A different point (though it can, I think, be related): earlier (than the Njiru and cave experience) in the novel, there is this exchange between Prior, returned now to duty in France, and a new comrade (new to the front, going there with Prior as the latter returns) named Potts, who has made the all-too-familiar (today, at least) claim that the whole war is being fought for reasons, just not those being publicly given. Instead, Potts says, it’s all (p. 143) “to safeguard access to the oil-wells of Mesopotamia.” Prior gives the response I have long given myself to such conspiracy theories, when Potts asks him what he thinks [pp. 143-144]: “‘What do I think? I think what you’re saying is basically a conspiracy theory, and like all conspiracy theories it’s optimistic. What you’re saying is, OK the war isn’t being fought for the reasons we’re told, but it is being fought for a reason. It’s not benefiting the people it’s supposed to be benefiting, but it is benefiting somebody. And I don’t believe that, you see. I think things are actually much worse than you think because there isn’t any kind of rational justification left. It’s become a self-perpetuating system. Nobody benefits. Nobody’s in control. Nobody know how to stop.”
To return (directly) to trauma, on page 172 Prior reflects in his diary: “Rivers’s theory is that the crucial factor in accounting for the vast number of breakdowns this war has produced is not the horrors–war’s always provided plenty of those–but that fact that the strain has to be borne in conditions of immobility, passivity and helplessness.” Prior thinks his current experience, which is of “mobile warfare,” counts against Rivers’s thesis, which in his reading fits only the trenches (as what’s new in WW I): “Cramped in holes in the ground waiting for the next random shell to put you out. If that is the crucial factor, then the test’s invalid [the test of his own experience as he now returns to the front]–because every exercise we do now is designed to prepare for open, mobile warfare. And that’s what’s happening–it’s all different.”
Yet just [starting on] the preceding page (171) [then finishing on 172], Prior has written: “I’ve got a permanent feeling of wrongness at the nape of my neck. Exposure’s the right word, I suppose, and for once the army’s bad joke of a haircut isn’t to blame. We’re out in the open all the time and I’m used to a war where one scurries about below ground like a mole or a rat.” Then, in the same paragraph, he continues as I’ve already indicated, with the transition of a quick comment, “It occurred to me last night that Rivers’s idea of my using myself as a test case . . . had one fundamental flaw in it. Same loony [that is, himself], different war [then in trenches, now in the open],” his own preceding remark of feeling exposed. [The earlier remark at issue now], however, shows that the underlying condition of “immobility [which is now simply the impossibility of moving anywhere safe], passivity and helplessness” required by Rivers’s theory still prevail.

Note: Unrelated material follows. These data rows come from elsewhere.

use clap::Parser;
use mirror_relay::config::{self, DEFAULT_TIMEOUT_SECS, RunConfig};
use mirror_relay::imaging::Encoding;
use mirror_relay::pipeline::{DEFAULT_CONCURRENCY, Pipeline, Topology};
use mirror_relay::transport::ReqwestTransport;
use mirror_relay::{listing, output};
use std::sync::Arc;
use tracing_subscriber::EnvFilter;

#[derive(Parser)]
#[command(name = "mirror-relay")]
#[command(about = "Mirror every image in a remote listing and post the results back")]
#[command(long_about = "\
Mirror every image in a remote listing and post the results back

The base URL must answer a GET with one image name per line. Each name is
fetched from <base-url><name>, flipped left-to-right, and POSTed to
<base-url> as a binary body.

Topologies:
  fused   each image goes fetch → mirror → upload in one task (default)
  staged  every fetch and mirror finishes before the first upload

Exit status is non-zero only when the listing cannot be fetched or the
options are invalid. Per-image failures are counted in the final report.")]
#[command(version)]
struct Cli {
    /// Listing URL; image URLs are formed by appending each listed name
    #[arg(long, env = "MIRROR_RELAY_BASE_URL")]
    base_url: String,

    /// Maximum simultaneous network calls
    #[arg(long, env = "MIRROR_RELAY_CONCURRENCY", default_value_t = DEFAULT_CONCURRENCY)]
    concurrency: usize,

    /// Give uploads their own permit pool of this size instead of sharing
    #[arg(long, env = "MIRROR_RELAY_UPLOAD_CONCURRENCY")]
    upload_concurrency: Option<usize>,

    #[arg(long, value_enum, env = "MIRROR_RELAY_TOPOLOGY", default_value_t = Topology::Fused)]
    topology: Topology,

    /// How mirrored images are encoded for upload
    #[arg(long, value_enum, env = "MIRROR_RELAY_ENCODING", default_value_t = Encoding::Raw)]
    encoding: Encoding,

    /// Per-request timeout in seconds
    #[arg(long, env = "MIRROR_RELAY_TIMEOUT_SECS", default_value_t = DEFAULT_TIMEOUT_SECS)]
    timeout_secs: u64,

    /// Mirror worker threads (default: all CPU cores)
    #[arg(long, env = "MIRROR_RELAY_TRANSFORM_THREADS")]
    transform_threads: Option<usize>,

    /// Only process the first N listed images
    #[arg(long)]
    limit: Option<usize>,

    /// Suppress per-image progress lines
    #[arg(long, short)]
    quiet: bool,

    /// Print the final report as JSON
    #[arg(long)]
    json: bool,

    /// Debug logging for this crate (RUST_LOG overrides)
    #[arg(long, short)]
    verbose: bool,
}

impl Cli {
    fn run_config(&self) -> RunConfig {
        RunConfig {
            base_url: self.base_url.clone(),
            concurrency: self.concurrency,
            upload_concurrency: self.upload_concurrency,
            topology: self.topology,
            encoding: self.encoding,
            timeout_secs: self.timeout_secs,
            transform_threads: self.transform_threads,
            limit: self.limit,
        }
    }
}

#[tokio::main]
async fn main() -> Result<(), Box<dyn std::error::Error>> {
    let cli = Cli::parse();
    init_tracing(cli.verbose);

    let run_config = cli.run_config();
    run_config.validate()?;
    init_thread_pool(&run_config);
    tracing::debug!(config = %serde_json::to_string(&run_config)?, "resolved configuration");

    let transport = Arc::new(ReqwestTransport::new(run_config.timeout())?);

    let mut ids = listing::fetch_listing(transport.as_ref(), &run_config.base_url).await?;
    if let Some(limit) = run_config.limit {
        ids.truncate(limit);
    }
    if !cli.json {
        output::print_listing(ids.len());
    }

    let mut pipeline = Pipeline::new(
        transport,
        run_config.pipeline_config(),
        run_config.limits(),
    );

    let printer = if cli.quiet || cli.json {
        None
    } else {
        let (tx, rx) = std::sync::mpsc::channel();
        pipeline = pipeline.with_events(tx);
        Some(std::thread::spawn(move || {
            for event in rx {
                for line in output::format_event(&event) {
                    println!("{}", line);
                }
            }
        }))
    };

    let report = pipeline.run(ids).await;
    // Closes the event channel so the printer drains and exits.
    drop(pipeline);
    if let Some(printer) = printer {
        printer
            .join()
            .map_err(|_| "progress printer thread panicked")?;
    }

    if cli.json {
        println!("{}", serde_json::to_string_pretty(&report)?);
    } else {
        output::print_report(&report);
    }

    Ok(())
}

fn init_tracing(verbose: bool) {
    let default = if verbose { "mirror_relay=debug" } else { "warn" };
    let filter = EnvFilter::try_from_default_env().unwrap_or_else(|_| EnvFilter::new(default));
    tracing_subscriber::fmt()
        .with_env_filter(filter)
        .with_target(false)
        .with_writer(std::io::stderr)
        .init();
}

/// Initialize the rayon thread pool used for mirroring.
///
/// Caps at the number of available CPU cores — user can constrain down, not up.
fn init_thread_pool(run_config: &RunConfig) {
    let threads = config::effective_threads(run_config);
    rayon::ThreadPoolBuilder::new()
        .num_threads(threads)
        .build_global()
        .ok();
}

Prior and Owen end up serving on the front together in this 3rd novel of the trilogy. At the end of the second of the three parts of the novel, on p. 200 (of 276), Prior writes in his diary: “We are Craiglockhart’s success stories. Look at us. We don’t remember, we don’t feel, we don’t think–at least not beyond the confines of what’s needed to do the job. By any proper civilized standard (but what does that mean now?) we are objects of horror. But our nerves are completely steady. And we are still alive.”

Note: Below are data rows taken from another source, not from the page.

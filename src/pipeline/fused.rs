//! Fused topology: one task per item runs fetch → mirror → upload.

use super::{Phase, PipelineEvent, Stages, drain};
use crate::types::WorkItem;
use std::sync::Arc;
use tokio::task::JoinSet;
use tracing::info;

pub(super) async fn run(stages: Arc<Stages>, items: Vec<WorkItem>) {
    info!(items = items.len(), "relaying items");
    stages.emit(PipelineEvent::PhaseStarted {
        phase: Phase::Relay,
        items: items.len(),
    });

    let mut tasks = JoinSet::new();
    for item in items {
        let stages = Arc::clone(&stages);
        tasks.spawn(async move { stages.relay(item).await });
    }
    drain(tasks).await;
}
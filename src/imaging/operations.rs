//! High-level image operations.
//!
//! Decoding and encoding are CPU-bound, so they run on the rayon pool rather
//! than on the async runtime's worker threads. The calling unit of work awaits
//! a oneshot channel and holds no concurrency permit while it waits.

use super::backend::{BackendError, ImageBackend};
use super::params::Encoding;
use crate::types::{RawPayload, TransformedPayload};
use std::panic::{AssertUnwindSafe, catch_unwind};
use std::sync::Arc;
use tokio::sync::oneshot;

/// Result type for image operations.
pub type Result<T> = std::result::Result<T, BackendError>;

/// Mirror one fetched payload on the rayon pool.
///
/// A panic inside the decoder is reported as [`BackendError::Decode`] instead
/// of tearing down the pool.
pub async fn mirror_payload(
    backend: Arc<dyn ImageBackend>,
    raw: RawPayload,
    encoding: Encoding,
) -> Result<TransformedPayload> {
    let (tx, rx) = oneshot::channel();
    let RawPayload { item, bytes } = raw;

    rayon::spawn(move || {
        let result = catch_unwind(AssertUnwindSafe(|| backend.mirror(&bytes, encoding)))
            .unwrap_or_else(|_| Err(BackendError::Decode("decoder panicked".to_string())));
        // Receiver gone means the unit was abandoned; nothing to report to.
        let _ = tx.send(result);
    });

    let mirrored = rx.await.map_err(|_| BackendError::WorkerLost)??;
    Ok(TransformedPayload {
        item,
        bytes: mirrored.bytes,
        width: mirrored.dimensions.width,
        height: mirrored.dimensions.height,
    })
}
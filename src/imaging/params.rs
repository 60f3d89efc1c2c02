//! Parameter types for the mirror operation.
//!
//! - [`Encoding`] — how the mirrored pixel buffer is turned back into bytes.

use serde::Serialize;

/// Output encoding for a mirrored image.
#[derive(Debug, Clone, Copy, Default, PartialEq, Eq, Serialize, clap::ValueEnum)]
#[serde(rename_all = "lowercase")]
pub enum Encoding {
    /// Bare pixel bytes in the decoded colour layout, row-major, no header.
    #[default]
    Raw,
    /// A complete PNG file.
    Png,
}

Reminiscent of the end of Kubrick’s film Full Metal Jacket, where “Joker” in the voice-over says, “I am in a world of shit. And I am not afraid.”
This, indeed, is the only semblance of “recovery” possible in such a totally diseased world.

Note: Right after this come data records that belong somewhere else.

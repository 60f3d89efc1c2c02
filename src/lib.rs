//! # Mirror Relay
//!
//! Fetches a newline-delimited list of images from a server, mirrors every
//! image left-to-right, and posts each result back, many items at a time.
//!
//! # Architecture: Three Stages per Item
//!
//! ```text
//! 1. Fetch    GET  base_url + id  →  raw bytes        (exactly 200 = success)
//! 2. Mirror   raw bytes           →  flipped pixels   (rayon pool)
//! 3. Upload   POST base_url       ←  flipped bytes    (any 2xx = success)
//! ```
//!
//! Stages hand buffers on by value, so a payload is owned by exactly one unit
//! of work at a time. A failure at any stage is counted and ends that item's
//! run without touching its siblings. Only a failed listing aborts the run.
//!
//! # Module Map
//!
//! | Module | Role |
//! |--------|------|
//! | [`listing`] | Fetches and parses the identifier list |
//! | [`transport`] | HTTP seam: [`transport::Transport`] trait + `reqwest` implementation |
//! | [`fetch`] | Stage 1 — permit-bounded download of one item |
//! | [`imaging`] | Stage 2 — decode, mirror, re-encode |
//! | [`upload`] | Stage 3 — permit-bounded post of one item |
//! | [`pipeline`] | Orchestrator: fused and staged topologies, work queue, limits |
//! | [`status`] | Per-run outcome counters and the final report |
//! | [`config`] | Run configuration and validation |
//! | [`output`] | Progress and report formatting |
//! | [`types`] | Identifiers and payloads shared between stages |
//!
//! # Design Decisions
//!
//! ## Two Topologies, One Entry Point
//!
//! [`pipeline::Topology::Fused`] runs each item end to end in one task, so the
//! first upload can start while most fetches are still pending.
//! [`pipeline::Topology::Staged`] finishes every fetch before the first upload,
//! joined by a [`pipeline::WorkQueue`]. Fused is the default; both are reached
//! through [`pipeline::Pipeline::run`].
//!
//! ## Permits Around Network Calls Only
//!
//! A tokio semaphore permit is taken immediately before each GET or POST and
//! dropped as soon as the call completes. The mirror step never holds one, so
//! a slow decode cannot starve the network stages.
//!
//! ## Decode Failures Are Counted
//!
//! Bytes that fetched fine but do not decode as an image are counted as
//! `decode_failure`. Every fetched item therefore ends in exactly one of
//! decode failure, upload success, or upload failure.
//!
//! ## No Globals
//!
//! Counters, permit pools, and the queue are created per run and passed by
//! `Arc`. Two pipelines in one process never share state.

pub mod config;
pub mod fetch;
pub mod imaging;
pub mod listing;
pub mod output;
pub mod pipeline;
pub mod status;
pub mod transport;
pub mod types;
pub mod upload;

#[cfg(test)]
pub(crate) mod test_helpers;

To free the chief’s widow from tongo polo, since head-hunting has been banned under threat of punishment by the British, Njiru’s tribe bring a “head” to free her by kidnapping a child from a neighboring tribe. Various ceremonies follow, including in time an episode in which the “ghosts” are brought back to talk. A bit earlier, another ceremony has Njiru–who is strangely absent when the ghost talk later occurs–officiating, to bring the dead chief’s skull, now rotted away of all flesh, into the “skull house.” Rivers reflects (p. 207):
“Head-hunting had to be banned, and yet the effects of banning it were everywhere apparent in the listlessness and lethargy of the people’s lives. Head-hunting was what they had lived for. Though it might seem callous or frivolous to say so, head-hunting had been the most tremendous fun and without it life lost almost all its zest.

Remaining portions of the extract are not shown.